# Cedar Vase



## BernieW (Sep 12, 2006)

Here is a cedar vase I made from a log that the neighbor had lying around for 3 yrs. The cedar is not red like usual but a viberate purple. It is finished with Minwax Tung Oil and 4 coats of poly. I think the wife snatched this thing before the finish was dry. I tried a decorative pedestal on it. Thought it came out pretty well.


----------



## Joe Lyddon (Sep 11, 2004)

BernieW said:


> Here is a cedar vase I made from a log that the neighbor had lying around for 3 yrs. The cedar is not red like usual but a viberate purple. It is finished with Minwax Tung Oil and 4 coats of poly. I think the wife snatched this thing before the finish was dry. I tried a decorative pedestal on it. Thought it came out pretty well.


*Just plain B E A U T I F U L L !!

G E O R G E O U S !!
*​


----------



## Bob N (Oct 12, 2004)

You already know that is my favorite one, but I'll say it again......

That one is my favorite!


----------



## challagan (Feb 7, 2006)

That's a beauty Bernie. The color in that vase is just striking. I guess that's the difference in air drying and kiln drying. I know walnut if much nice if air dried as well. Excellent work Bernie!

Corey


----------



## BernieW (Sep 12, 2006)

Thanks everyone. I appreciate it. The color was just different than the red of green wood cedar. Anyway the shop sure does smell good.


----------



## idioms (Nov 14, 2013)

beautiful cedar vase, How can I buy one like this.?


----------



## BernieW (Sep 12, 2006)

Lilly I am not sure. I don't think I have anymore cedar like that. I will have to check. It is hard to come by.


----------



## harrysin (Jan 15, 2007)

idioms said:


> beautiful cedar vase, How can I buy one like this.?


May I suggest with LOTS of money!!! Pieces that Bernie makes are of such a high standard that galleries take them as soon as they're finished. I've been privileged to have had lots of advice from Bernie in the last few years.


----------



## BernieW (Sep 12, 2006)

Thank you Harry. My pieces are in several places now.
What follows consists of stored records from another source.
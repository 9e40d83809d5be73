//! Correspondence points and their `"x,y"` textual form.

use nalgebra::Point2;
use serde::{Deserialize, Serialize};

use crate::{CalibrationError, PointParseError};

/// Parse a point written as `"x,y"`. Whitespace around components is ignored.
pub fn parse_point(input: &str) -> Result<Point2<f64>, PointParseError> {
    let parts: Vec<&str> = input.split(',').collect();
    let [x, y] = parts.as_slice() else {
        return Err(PointParseError::Components {
            input: input.to_string(),
        });
    };
    Ok(Point2::new(
        parse_component(input, x)?,
        parse_component(input, y)?,
    ))
}

fn parse_component(input: &str, component: &str) -> Result<f64, PointParseError> {
    let v: f64 = component
        .trim()
        .parse()
        .map_err(|_| PointParseError::Number {
            input: input.to_string(),
            component: component.to_string(),
        })?;
    if !v.is_finite() {
        return Err(PointParseError::NonFinite {
            input: input.to_string(),
        });
    }
    Ok(v)
}

/// Parse a list of `"x,y"` points, stopping at the first malformed entry.
pub fn parse_points<S: AsRef<str>>(inputs: &[S]) -> Result<Vec<Point2<f64>>, PointParseError> {
    inputs.iter().map(|s| parse_point(s.as_ref())).collect()
}

/// Data-space points paired with their cv-style pixel locations.
///
/// `pixel` may be shorter than `data` while locations are still being
/// collected; [`Correspondences::is_complete`] reports whether every data
/// point has a location.
#[derive(Clone, Debug, Default, PartialEq, Serialize, Deserialize)]
pub struct Correspondences {
    pub data: Vec<Point2<f64>>,
    pub pixel: Vec<Point2<f64>>,
}

impl Correspondences {
    /// Build a complete set; lengths must match.
    pub fn new(data: Vec<Point2<f64>>, pixel: Vec<Point2<f64>>) -> Result<Self, CalibrationError> {
        if data.len() != pixel.len() {
            return Err(CalibrationError::MismatchedCorrespondence {
                data: data.len(),
                pixel: pixel.len(),
            });
        }
        Ok(Self { data, pixel })
    }

    /// Build a possibly incomplete set, allowing fewer locations than data points.
    pub fn partial(
        data: Vec<Point2<f64>>,
        pixel: Vec<Point2<f64>>,
    ) -> Result<Self, CalibrationError> {
        if pixel.len() > data.len() {
            return Err(CalibrationError::MismatchedCorrespondence {
                data: data.len(),
                pixel: pixel.len(),
            });
        }
        Ok(Self { data, pixel })
    }

    pub fn len(&self) -> usize {
        self.data.len()
    }

    pub fn is_empty(&self) -> bool {
        self.data.is_empty()
    }

    pub fn is_complete(&self) -> bool {
        self.data.len() == self.pixel.len()
    }

    /// Data points that still lack a pixel location.
    pub fn missing(&self) -> &[Point2<f64>] {
        &self.data[self.pixel.len().min(self.data.len())..]
    }
}

#[cfg(test)]
mod tests {
    use super::*;

    #[test]
    fn parses_plain_and_padded_points() {
        assert_eq!(parse_point("1,2").unwrap(), Point2::new(1.0, 2.0));
        assert_eq!(parse_point(" -0.5 , 3e2").unwrap(), Point2::new(-0.5, 300.0));
    }

    #[test]
    fn rejects_malformed_points() {
        assert!(matches!(
            parse_point("1"),
            Err(PointParseError::Components { .. })
        ));
        assert!(matches!(
            parse_point("1,2,3"),
            Err(PointParseError::Components { .. })
        ));
        assert!(matches!(
            parse_point("a,2"),
            Err(PointParseError::Number { .. })
        ));
        assert!(matches!(
            parse_point("inf,2"),
            Err(PointParseError::NonFinite { .. })
        ));
    }

    #[test]
    fn partial_sets_report_missing_points() {
        let data = parse_points(&["0,0", "1,0", "0,1"]).unwrap();
        let pixel = parse_points(&["10,90"]).unwrap();
        let c = Correspondences::partial(data, pixel).unwrap();
        assert!(!c.is_complete());
        assert_eq!(c.missing(), &[Point2::new(1.0, 0.0), Point2::new(0.0, 1.0)]);
    }

    #[test]
    fn complete_sets_require_equal_lengths() {
        let data = parse_points(&["0,0", "1,1"]).unwrap();
        let pixel = parse_points(&["0,0"]).unwrap();
        assert_eq!(
            Correspondences::new(data, pixel),
            Err(CalibrationError::MismatchedCorrespondence { data: 2, pixel: 1 })
        );
    }
}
I have pieces in 2 galleries, a craft/floral shop, Buffalo Bill cultural center and at the museum in a town 32 miles east of me now. I also have pieces in a gallery in North Carolina which my sister watches over. She has sold a couple of salad bowl sets (6 small bowls and the big 14" bowl) out of cherry and walnut for $675 each set. Harry I just sold a couple of fountain pen and pencil sets for $275 each. I didn't want to sell them as I had made them for me. I told her the price I wanted and she said she would take two sets. By the way I am not taking on anymore places to put pieces in because I can barely keep up with these.:lol: They keep me to busy along with my clock repair.


----------



## harrysin (Jan 15, 2007)

I'm surprised that you have any time for the clocks. I realize that I've got a long wait for a video showing what you can make with that tiny lathe!


----------



## BernieW (Sep 12, 2006)

It is still on my list Harry. I can go to the shop after today. Had my final eye appointment and the good news is all I will need is readers for reading fine print. I can read the newpaper and work on my computer without glasses. He told me today that I was 20/25 in my left eye and 20/20 in the right eye. :dance3: He told me I could have full range of the shop starting tomorrow. Needless to say I am one happy camper.


----------